Overview

Disclosure

⚠️ NOT INVESTMENT ADVICE ⚠️

The content produced by this application is for informational purposes only, you should not construe any such information or other material as legal, tax, investment, financial, or other advice. Nothing contained in this article, Git Repo or withing the output produced by this application constitutes a solicitation, recommendation, endorsement, or offer by any member involved working on this project, any company they represent or any third party service provider to buy or sell any securities or other financial instruments in this or in in any other jurisdiction in which such solicitation or offer would be unlawful under the securities laws of such jurisdiction.

The use of word "opinion" or "recommendation" or any other word with a similar meaning, in this article, within the Technitrade application, or within information produced by the application is for demonstration purposes only, and is not a recommendation to buy or sell any securities or other financial instruments!

This application was created solely to satisfy the requirements of Columbia University FinTech Bootcamp Project #2 Homework, and the results produced by this application may be incorrect.

Overview

Technitrade lets user track a portfolio of stocks, periodically getting News Sentiment, Twitter Sentiment, and Machine Learning AI Stock Opinion. The machine learning model calculates "opinion" based on market data and technical analysis, while the investor sentiment calculated by natural language processing analysis of recent news articles and Tweets.

The user interacts with the program via an Amazon Lex chatbot. The machine learning analysis is performed using LSTM (Long Short-Term Memory) model. The model is trained on technical analysis indicators. Sentiment analysis is performed by Google Cloud Natural Language using NewsAPI and Twitter APIs as data source.

Demo Jupyter Notebooks

Technical Analysis Demo : technicals_demo.ipynb
Machine Learning Demo : lstm_demo.ipynb
Sentiment Analysis Demo : nlp_demo.ipynb

Production Code

Flask API
Application (Production Machine Learning LSTM model, Sentiment Analysis, etc. )
Infrastructure
Docker container

Can all be found here: code/api/

Lambda file can be viewed here: lambda.py

Application Logic

Libraries

The following libraries are used:

Data Computation and Visualization

Numpy - "The fundamental package for scientific computing with Python".
Pandas - data analysis and manipulation tool.
Matplotlib - comprehensive library for creating static, animated, and interactive visualizations in Python.

Database

boto3 - AWS SDK for Python to create, configure, and manage AWS services, such as Amazon Elastic Compute Cloud (Amazon EC2) and Amazon Simple Storage Service (Amazon S3). The SDK provides an object-oriented API as well as low-level access to AWS services.
psycopg2 - database adapter for the Python programming language.

Data Source APIs

Dotenv - python-dotenv reads key-value pairs from a .env file and can set them as environment variables.
Alpaca Trade API - Internet brokerage and market data connection service.
NewsAPI - NewsAPI locates articles and breaking news headlines from news sources and blogs across the web and returns them as JSON.
Twitter API - Twitter API enables programmatic access to Twitter.
- tweepy - An easy-to-use Python library for accessing the Twitter API.

Machine Learning

Scikit-Learn - Machine learning library for python
Tensorflow - end-to-end open source platform for machine learning.
Keras - aython API used to interact with Tensorflow.
NLTK - leading platform for building Python programs to work with human language data.
Google Cloud language_v1 - API that connects to Google Cloud Natural Language

Other Development Frameworks

Flask - micro web framework written in Python.
AWS Lex Bot - service for building conversational interfaces into any application using voice and text.
Twilio - service to programaticly send and receve SMS messages via Python API.
Twilio SendGrid - communication platform for transactional and marketing email.

Interface

User interfaces with the application using SMS enabled by Twilio service. Twilio service connects to AWS Lex Bot which handles all the conversation logig.

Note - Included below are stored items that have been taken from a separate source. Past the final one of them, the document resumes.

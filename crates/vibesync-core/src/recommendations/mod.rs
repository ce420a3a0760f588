//! Recommendation selector.
//!
//! Maps a mood to its authored bundle of playlists, scents and movements.
//! Pure lookup: the same mood always yields the same bundle.

mod catalog;
mod types;

pub use catalog::{catalog, Catalog};
pub use types::{
    DiyRecipe, MovementRecommendation, Playlist, RecommendationBundle, ScentRecommendation,
};

use crate::mood::MoodKind;

/// Bundle for a mood.
pub fn recommend(kind: MoodKind) -> &'static RecommendationBundle {
    catalog().bundle(kind)
}

/// Bundle for a mood label. Unknown labels resolve to calm.
pub fn recommend_label(label: &str) -> &'static RecommendationBundle {
    recommend(MoodKind::parse_or_default(label))
}

/// Locate a playlist anywhere in the catalog.
pub fn find_playlist(id: &str) -> Option<(MoodKind, &'static Playlist)> {
    catalog().find_playlist(id)
}

#[cfg(test)]
mod tests {
    use super::*;

    #[test]
    fn label_lookup_matches_enum_lookup() {
        assert_eq!(recommend_label("Energetic"), recommend(MoodKind::Energetic));
        assert!(std::ptr::eq(recommend_label("FOCUSED"), recommend(MoodKind::Focused)));
    }

    #[test]
    fn unknown_label_resolves_to_calm() {
        assert!(std::ptr::eq(recommend_label("melancholy"), recommend(MoodKind::Calm)));
    }

    #[test]
    fn bundles_differ_between_moods() {
        assert_ne!(recommend(MoodKind::Stressed), recommend(MoodKind::Energetic));
    }

    #[test]
    fn bundle_serializes_with_camel_case_optionals() {
        let bundle = recommend(MoodKind::Stressed);
        let json = serde_json::to_value(bundle).unwrap();
        let first = &json["playlists"][0];
        assert!(first.get("spotifyUrl").is_some());
        assert!(first.get("spotify_url").is_none());

        let piano = &json["playlists"][2];
        assert!(piano.get("youtubeUrl").is_none());

        let with_recipe = &json["scents"][0];
        assert!(with_recipe["diyRecipe"]["ingredients"].is_array());
        let without_recipe = &json["scents"][2];
        assert!(without_recipe.get("diyRecipe").is_none());
    }
}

Amazon Lex Bot gathers the following user info:

Name
Email
n number of portfolio stock tickers

The user gets the News Sentiment, Twitter Sentiment, and Machine Learning AI Stock Opinion via periodic emails. The first email is received right after the Machine Learning model finished training and is fitted with data to predict future stock prices.

The emails are distributed via Twilio's SendGrid service.

The resulting email looks something like this:

Flask API

Overview

A Flask API was built in order to handle all tasks between the:

Amazon Lex Bot via Lambda
Data sources: Market Data Connection (see [code/marketdata/] folder), NewsAPI, Twitter API
Technical Analysis module : technicals.py
Machine Learning module : lstm_model.py
Sentiment Analysis service
Amazon RDS PostgreSQL server

All events are triggered by AWS Cloudwatch. AWS Lambda function handle all of the production python code.

Flask API services can he found here: Project2API
Project Application code can be found here: Project2Application
Project Infrastructure code can be found here: Project2Infrastructure

Flask API steps

The steps by which the Flask API executes application workflow is outlines in the table below.

	Objective	Action	Trigger
1	User Data	User & Portfolio Creation	Amazon LEX
2	Model - Training	Trigger the API to run the training	Lambda / CloudWatch
3	Model - Training	Save the model in Amazon S3	API
4	Model - Forecast	Forecast the tickers	Lambda / CloudWatch / API
5	User Data	Update the user portfolio	Lambda / CloudWatch / API
6	User Data	Send email to the users	Lambda / CloudWatch / API

SQL Database

Database Overview

A PostgreSQL database hosted on Amazon RDS is utilized to store all the user data and machine learning models.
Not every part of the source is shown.